Новое в советской географии 1930-х годов состояло, однако, не столько в отказе от ее педагогической идеологизации, сколько в устранении релятивистского пафоса. Базовый принцип воображаемого картографирования советского пространства оставался в целом неизменным: это представление о центральном положении СССР на карте мира и центральном положении Москвы на карте СССР, — все другие города оказывались по отношению к Москве своего рода периферией. География в этом случае напрямую соотносилась с идеологией, не устававшей напоминать о себе как пропагандистскими, так и литературными текстами — например, обращенным к детям стихотворением Маяковского:
Начинается земля,
как известно, от Кремля.
За морем,
за сушею —
коммунистов слушают.[607]
Стихотворение Маяковского ориентировано на детей, но продиктовано взрослыми соображениями: это именно тот минимум сведений, который требуется для идеологической ориентации в воображаемом пространстве Советского Союза. О том, что такое пространство оставалось в существенной степени именно воображаемым, много говорить не приходится: для подавляющего количества советских людей передвижение по стране было ограничено институтом прописки, кодексом о труде (предельно ограничивавшим самовольную смену места работы), наличием паспорта и другими административными обстоятельствами, предельно осложнявшими, помимо прочего, общение советских людей с иностранцами[608].

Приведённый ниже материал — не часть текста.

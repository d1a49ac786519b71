pub mod cv;
pub mod photo;

pub use cv::{CvData, Education, Experience};
pub use photo::{Photo, PhotoError};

Виртуальности советской физической географии служило также представление о ее предметной самодостаточности: пространство СССР оказывалось пространством, где, как в чеховской Греции, все есть. Знаменитая «Песня о Родине» из кинофильма «Цирк»: «Широка страна моя родная, много в ней полей, лесов и рек» — выражает это вполне символическим, но и дидактическим образом, подразумевающим политико-экономические и социальные выводы, логично следующие из преимущественно пространственного сравнения, например, территории Камчатки и Франции (в пользу Камчатки), площади такого-то колхоза и Бельгии (в пользу колхоза) и т. д. Понятно, что географические представления советских людей оказывались при этом тем сильнее мифологизированными, так как каких-то реальных возможностей попасть в ту же Францию и Бельгию у подавляющего большинства советских граждан не было.